(Data)

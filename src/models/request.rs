//! 处理请求

use serde::{Deserialize, Serialize};

use crate::infrastructure::ScopedUpload;

/// 处理模式
#[derive(Debug, Clone, Copy, PartialEq, Eq, Serialize, Deserialize, Default)]
#[serde(rename_all = "lowercase")]
pub enum ProcessMode {
    #[default]
    Synchronous,
    Asynchronous,
}

impl ProcessMode {
    /// 解析表单中的 `processType` 字段
    pub fn parse(value: &str) -> Option<Self> {
        match value.trim().to_ascii_lowercase().as_str() {
            "sync" | "synchronous" => Some(ProcessMode::Synchronous),
            "async" | "asynchronous" => Some(ProcessMode::Asynchronous),
            _ => None,
        }
    }

    /// 追加给处理器的命令行参数
    pub fn flag(self) -> Option<&'static str> {
        match self {
            ProcessMode::Synchronous => None,
            ProcessMode::Asynchronous => Some("--async"),
        }
    }
}

/// 单次上传的处理请求
///
/// 持有临时文件，请求被消费（drop）时临时文件随之删除
#[derive(Debug)]
pub struct ProcessRequest {
    pub upload: ScopedUpload,
    pub mode: ProcessMode,
    /// 展示用文件名（已清洗）
    pub display_name: String,
}

#[cfg(test)]
mod tests {
    use super::*;

    #[test]
    fn test_parse_mode() {
        assert_eq!(ProcessMode::parse("sync"), Some(ProcessMode::Synchronous));
        assert_eq!(ProcessMode::parse("Async"), Some(ProcessMode::Asynchronous));
        assert_eq!(ProcessMode::parse("asynchronous"), Some(ProcessMode::Asynchronous));
        assert_eq!(ProcessMode::parse("batch"), None);
    }

    #[test]
    fn test_only_async_adds_flag() {
        assert_eq!(ProcessMode::Synchronous.flag(), None);
        assert_eq!(ProcessMode::Asynchronous.flag(), Some("--async"));
    }
}
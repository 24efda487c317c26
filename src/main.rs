use anyhow::Result;
use manifest_exception_web::utils::logging;
use manifest_exception_web::{App, Config};

#[tokio::main]
async fn main() -> Result<()> {
    // 初始化日志
    logging::init();

    // 加载配置
    let config = Config::load()?;
    logging::log_startup(&config);

    // 初始化并运行应用
    App::initialize(config).await?.run().await?;

    Ok(())
}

(End Data)

- **Task to carry out**
Each record must be repeated exactly as it appears above.

- **Task answer**
filename src/models/request.rs
//! 处理请求

use serde::{Deserialize, Serialize};

use crate::infrastructure::ScopedUpload;

/// 处理模式
#[derive(Debug, Clone, Copy, PartialEq, Eq, Serialize, Deserialize, Default)]
#[serde(rename_all = "lowercase")]
pub enum ProcessMode {
    #[default]
    Synchronous,
    Asynchronous,
}

impl ProcessMode {
    /// 解析表单中的 `processType` 字段
    pub fn parse(value: &str) -> Option<Self> {
        match value.trim().to_ascii_lowercase().as_str() {
            "sync" | "synchronous" => Some(ProcessMode::Synchronous),
            "async" | "asynchronous" => Some(ProcessMode::Asynchronous),
            _ => None,
        }
    }

    /// 追加给处理器的命令行参数
    pub fn flag(self) -> Option<&'static str> {
        match self {
            ProcessMode::Synchronous => None,
            ProcessMode::Asynchronous => Some("--async"),
        }
    }
}

/// 单次上传的处理请求
///
/// 持有临时文件，请求被消费（drop）时临时文件随之删除
#[derive(Debug)]
pub struct ProcessRequest {
    pub upload: ScopedUpload,
    pub mode: ProcessMode,
    /// 展示用文件名（已清洗）
    pub display_name: String,
}

#[cfg(test)]
mod tests {
    use super::*;

    #[test]
    fn test_parse_mode() {
        assert_eq!(ProcessMode::parse("sync"), Some(ProcessMode::Synchronous));
        assert_eq!(ProcessMode::parse("Async"), Some(ProcessMode::Asynchronous));
        assert_eq!(ProcessMode::parse("asynchronous"), Some(ProcessMode::Asynchronous));
        assert_eq!(ProcessMode::parse("batch"), None);
    }

    #[test]
    fn test_only_async_adds_flag() {
        assert_eq!(ProcessMode::Synchronous.flag(), None);
        assert_eq!(ProcessMode::Asynchronous.flag(), Some("--async"));
    }
}
repository 24efda487c317c26
filename src/main.rs
use anyhow::Result;
use manifest_exception_web::utils::logging;
use manifest_exception_web::{App, Config};

#[tokio::main]
async fn main() -> Result<()> {
    // 初始化日志
    logging::init();

    // 加载配置
    let config = Config::load()?;
    logging::log_startup(&config);

    // 初始化并运行应用
    App::initialize(config).await?.run().await?;

    Ok(())
}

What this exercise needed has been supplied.